* [ASSIGNED TASK] Scan the data that follows and count the lines with the string "UnderdeterminedFactorization"; answer with the count alone.

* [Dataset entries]
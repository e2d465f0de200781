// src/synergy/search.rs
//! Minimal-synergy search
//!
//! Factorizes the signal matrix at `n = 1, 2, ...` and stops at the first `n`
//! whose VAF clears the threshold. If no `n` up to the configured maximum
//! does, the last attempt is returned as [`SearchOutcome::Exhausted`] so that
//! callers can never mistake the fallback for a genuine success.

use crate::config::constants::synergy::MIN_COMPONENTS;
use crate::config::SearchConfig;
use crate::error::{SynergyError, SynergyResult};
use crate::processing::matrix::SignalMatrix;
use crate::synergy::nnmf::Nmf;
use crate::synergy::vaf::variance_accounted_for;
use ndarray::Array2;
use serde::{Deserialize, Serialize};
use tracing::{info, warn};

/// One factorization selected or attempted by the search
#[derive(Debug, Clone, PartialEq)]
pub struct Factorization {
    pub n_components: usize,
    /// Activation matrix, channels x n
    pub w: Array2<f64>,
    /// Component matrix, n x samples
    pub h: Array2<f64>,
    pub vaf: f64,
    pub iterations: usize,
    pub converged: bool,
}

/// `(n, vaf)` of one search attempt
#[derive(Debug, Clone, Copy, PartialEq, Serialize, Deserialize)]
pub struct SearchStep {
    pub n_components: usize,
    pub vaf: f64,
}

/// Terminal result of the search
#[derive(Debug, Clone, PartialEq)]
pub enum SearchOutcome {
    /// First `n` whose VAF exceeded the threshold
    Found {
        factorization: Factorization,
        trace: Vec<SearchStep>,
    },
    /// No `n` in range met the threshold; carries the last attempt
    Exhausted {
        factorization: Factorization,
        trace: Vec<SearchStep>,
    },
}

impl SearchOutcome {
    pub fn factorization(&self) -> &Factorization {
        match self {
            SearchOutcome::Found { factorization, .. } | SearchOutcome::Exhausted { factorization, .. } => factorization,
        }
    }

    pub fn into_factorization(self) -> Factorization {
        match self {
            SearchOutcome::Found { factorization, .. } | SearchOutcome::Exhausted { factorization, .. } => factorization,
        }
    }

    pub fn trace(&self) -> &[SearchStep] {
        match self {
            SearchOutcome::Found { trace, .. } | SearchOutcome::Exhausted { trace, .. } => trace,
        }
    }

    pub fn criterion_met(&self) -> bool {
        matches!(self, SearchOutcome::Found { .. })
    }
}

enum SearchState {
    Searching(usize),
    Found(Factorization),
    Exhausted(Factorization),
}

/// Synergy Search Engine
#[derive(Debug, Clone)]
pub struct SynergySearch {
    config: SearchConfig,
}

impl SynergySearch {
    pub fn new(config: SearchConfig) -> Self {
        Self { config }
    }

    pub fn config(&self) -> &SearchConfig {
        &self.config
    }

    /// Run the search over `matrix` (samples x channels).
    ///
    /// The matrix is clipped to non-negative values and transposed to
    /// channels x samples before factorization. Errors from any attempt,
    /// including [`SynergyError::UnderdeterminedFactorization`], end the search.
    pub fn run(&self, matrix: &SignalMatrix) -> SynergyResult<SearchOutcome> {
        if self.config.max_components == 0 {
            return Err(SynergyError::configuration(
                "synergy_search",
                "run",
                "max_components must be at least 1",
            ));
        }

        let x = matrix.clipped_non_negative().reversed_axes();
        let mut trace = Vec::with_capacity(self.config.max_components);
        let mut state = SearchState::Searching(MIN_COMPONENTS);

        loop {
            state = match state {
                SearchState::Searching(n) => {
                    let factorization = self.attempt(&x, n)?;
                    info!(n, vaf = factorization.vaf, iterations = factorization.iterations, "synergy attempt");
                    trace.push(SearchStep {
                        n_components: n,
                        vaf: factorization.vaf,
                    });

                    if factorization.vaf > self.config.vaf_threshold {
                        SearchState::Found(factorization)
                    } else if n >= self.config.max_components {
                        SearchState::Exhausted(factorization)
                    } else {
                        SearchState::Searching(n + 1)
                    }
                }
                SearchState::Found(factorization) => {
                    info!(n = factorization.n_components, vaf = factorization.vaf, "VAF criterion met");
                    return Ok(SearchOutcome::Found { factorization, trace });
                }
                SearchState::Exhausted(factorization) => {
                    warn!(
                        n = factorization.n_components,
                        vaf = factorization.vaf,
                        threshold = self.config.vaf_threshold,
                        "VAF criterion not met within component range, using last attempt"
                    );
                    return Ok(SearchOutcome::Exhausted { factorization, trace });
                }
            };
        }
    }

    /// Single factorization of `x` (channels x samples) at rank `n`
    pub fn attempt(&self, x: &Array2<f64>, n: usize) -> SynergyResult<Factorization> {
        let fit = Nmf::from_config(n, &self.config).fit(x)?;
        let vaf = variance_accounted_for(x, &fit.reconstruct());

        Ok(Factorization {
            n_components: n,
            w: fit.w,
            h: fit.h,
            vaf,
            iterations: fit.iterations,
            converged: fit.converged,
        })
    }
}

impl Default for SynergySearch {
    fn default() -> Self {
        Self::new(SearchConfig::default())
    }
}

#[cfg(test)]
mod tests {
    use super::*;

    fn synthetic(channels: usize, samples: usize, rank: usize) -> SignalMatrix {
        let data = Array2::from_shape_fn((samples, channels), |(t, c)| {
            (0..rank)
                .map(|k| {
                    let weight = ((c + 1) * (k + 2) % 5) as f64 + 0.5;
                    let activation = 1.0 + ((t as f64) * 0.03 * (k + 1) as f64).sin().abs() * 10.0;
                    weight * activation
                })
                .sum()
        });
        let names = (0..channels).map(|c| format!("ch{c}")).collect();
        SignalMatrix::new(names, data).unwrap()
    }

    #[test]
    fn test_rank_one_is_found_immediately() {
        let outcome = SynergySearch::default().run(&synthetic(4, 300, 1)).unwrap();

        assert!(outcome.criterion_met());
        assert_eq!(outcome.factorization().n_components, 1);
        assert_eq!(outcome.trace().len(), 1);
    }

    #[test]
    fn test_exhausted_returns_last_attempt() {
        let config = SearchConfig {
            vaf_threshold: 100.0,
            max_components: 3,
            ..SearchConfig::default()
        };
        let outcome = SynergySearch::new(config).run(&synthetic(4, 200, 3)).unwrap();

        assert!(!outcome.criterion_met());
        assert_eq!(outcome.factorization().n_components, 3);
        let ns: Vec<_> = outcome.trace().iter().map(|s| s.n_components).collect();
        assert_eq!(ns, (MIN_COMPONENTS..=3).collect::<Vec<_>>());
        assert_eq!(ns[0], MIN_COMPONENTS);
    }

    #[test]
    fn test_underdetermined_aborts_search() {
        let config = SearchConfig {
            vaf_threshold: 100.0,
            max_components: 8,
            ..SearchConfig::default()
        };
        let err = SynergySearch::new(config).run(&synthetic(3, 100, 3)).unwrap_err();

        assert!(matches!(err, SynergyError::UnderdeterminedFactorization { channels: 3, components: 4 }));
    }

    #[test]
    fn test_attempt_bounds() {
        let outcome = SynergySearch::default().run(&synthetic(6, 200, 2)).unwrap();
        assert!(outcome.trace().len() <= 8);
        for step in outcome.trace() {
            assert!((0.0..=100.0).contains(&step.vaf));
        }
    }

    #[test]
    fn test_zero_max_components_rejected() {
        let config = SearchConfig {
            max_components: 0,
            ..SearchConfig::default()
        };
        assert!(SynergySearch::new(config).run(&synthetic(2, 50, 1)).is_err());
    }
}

* [SOLUTION FOR THIS PROBLEM] 2